- **TRY IT**
The result should be every line in the material below containing the string "QuestCompletion".

- **MATERIAL PROVIDED**
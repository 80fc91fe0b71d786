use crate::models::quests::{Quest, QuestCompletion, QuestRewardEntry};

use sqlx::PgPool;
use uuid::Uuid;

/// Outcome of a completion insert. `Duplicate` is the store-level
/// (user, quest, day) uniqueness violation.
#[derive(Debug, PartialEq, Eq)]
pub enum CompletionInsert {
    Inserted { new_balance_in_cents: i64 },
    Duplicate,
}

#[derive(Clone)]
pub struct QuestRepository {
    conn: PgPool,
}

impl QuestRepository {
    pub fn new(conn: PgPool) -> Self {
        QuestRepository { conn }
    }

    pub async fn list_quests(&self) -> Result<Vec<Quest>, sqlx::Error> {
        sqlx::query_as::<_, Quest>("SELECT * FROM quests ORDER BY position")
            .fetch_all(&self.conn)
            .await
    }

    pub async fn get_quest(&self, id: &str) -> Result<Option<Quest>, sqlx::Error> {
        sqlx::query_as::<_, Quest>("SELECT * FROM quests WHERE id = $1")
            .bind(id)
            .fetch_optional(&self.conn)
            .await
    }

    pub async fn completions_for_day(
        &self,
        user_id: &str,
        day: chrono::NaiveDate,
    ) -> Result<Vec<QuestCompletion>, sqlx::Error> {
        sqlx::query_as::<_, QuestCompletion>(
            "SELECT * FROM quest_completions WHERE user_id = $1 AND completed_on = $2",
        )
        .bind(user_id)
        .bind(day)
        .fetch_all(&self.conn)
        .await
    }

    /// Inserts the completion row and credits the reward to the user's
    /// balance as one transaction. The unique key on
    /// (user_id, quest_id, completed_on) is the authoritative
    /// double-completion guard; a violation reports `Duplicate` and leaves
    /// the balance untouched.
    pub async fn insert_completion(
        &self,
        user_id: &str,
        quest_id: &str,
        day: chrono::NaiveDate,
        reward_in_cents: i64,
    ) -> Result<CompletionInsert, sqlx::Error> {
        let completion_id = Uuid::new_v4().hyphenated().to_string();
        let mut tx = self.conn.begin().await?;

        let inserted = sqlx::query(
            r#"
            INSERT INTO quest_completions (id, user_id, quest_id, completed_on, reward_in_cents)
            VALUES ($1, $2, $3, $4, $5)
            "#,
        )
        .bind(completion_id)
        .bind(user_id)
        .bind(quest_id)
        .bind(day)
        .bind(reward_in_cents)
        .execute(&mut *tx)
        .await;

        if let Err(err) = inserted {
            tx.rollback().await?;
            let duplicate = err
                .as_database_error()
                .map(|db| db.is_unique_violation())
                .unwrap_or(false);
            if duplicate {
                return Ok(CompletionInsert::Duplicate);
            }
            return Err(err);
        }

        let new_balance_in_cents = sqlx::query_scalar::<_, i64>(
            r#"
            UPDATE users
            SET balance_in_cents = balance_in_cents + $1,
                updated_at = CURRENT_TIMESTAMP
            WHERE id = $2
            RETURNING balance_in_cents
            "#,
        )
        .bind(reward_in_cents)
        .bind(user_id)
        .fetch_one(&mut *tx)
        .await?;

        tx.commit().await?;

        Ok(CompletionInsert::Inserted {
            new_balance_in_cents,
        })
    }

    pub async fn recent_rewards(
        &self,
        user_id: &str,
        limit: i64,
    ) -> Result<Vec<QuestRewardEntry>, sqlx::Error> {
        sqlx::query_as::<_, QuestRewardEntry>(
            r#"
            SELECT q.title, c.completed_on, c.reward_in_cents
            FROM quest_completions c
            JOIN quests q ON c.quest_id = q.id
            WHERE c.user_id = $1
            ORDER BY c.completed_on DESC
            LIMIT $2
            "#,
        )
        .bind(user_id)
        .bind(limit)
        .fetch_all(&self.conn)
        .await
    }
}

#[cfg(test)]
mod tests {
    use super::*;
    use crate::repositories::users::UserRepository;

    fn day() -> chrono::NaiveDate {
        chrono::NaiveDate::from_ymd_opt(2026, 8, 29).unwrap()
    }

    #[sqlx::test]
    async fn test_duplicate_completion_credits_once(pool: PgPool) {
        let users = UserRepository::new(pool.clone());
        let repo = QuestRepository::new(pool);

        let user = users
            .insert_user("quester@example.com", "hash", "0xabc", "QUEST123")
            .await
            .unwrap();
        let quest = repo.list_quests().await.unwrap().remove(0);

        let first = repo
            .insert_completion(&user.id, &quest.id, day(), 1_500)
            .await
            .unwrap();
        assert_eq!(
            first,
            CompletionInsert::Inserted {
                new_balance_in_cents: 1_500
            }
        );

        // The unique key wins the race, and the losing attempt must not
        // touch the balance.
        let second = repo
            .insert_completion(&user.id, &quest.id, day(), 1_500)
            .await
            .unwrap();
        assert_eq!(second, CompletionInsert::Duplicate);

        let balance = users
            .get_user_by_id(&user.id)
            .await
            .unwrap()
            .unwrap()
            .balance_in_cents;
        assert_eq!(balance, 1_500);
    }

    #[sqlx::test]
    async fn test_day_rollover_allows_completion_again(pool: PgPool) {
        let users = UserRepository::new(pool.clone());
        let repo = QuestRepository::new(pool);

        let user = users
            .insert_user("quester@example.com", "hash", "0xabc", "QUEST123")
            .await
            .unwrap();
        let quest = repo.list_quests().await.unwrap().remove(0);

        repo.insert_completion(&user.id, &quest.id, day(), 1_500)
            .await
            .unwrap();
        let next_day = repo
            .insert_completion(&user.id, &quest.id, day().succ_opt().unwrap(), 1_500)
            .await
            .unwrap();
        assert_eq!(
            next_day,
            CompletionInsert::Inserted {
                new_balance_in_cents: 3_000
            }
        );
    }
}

- **FINISHED TASK**
use crate::models::quests::{Quest, QuestCompletion, QuestRewardEntry};
    ) -> Result<Vec<QuestCompletion>, sqlx::Error> {
        sqlx::query_as::<_, QuestCompletion>(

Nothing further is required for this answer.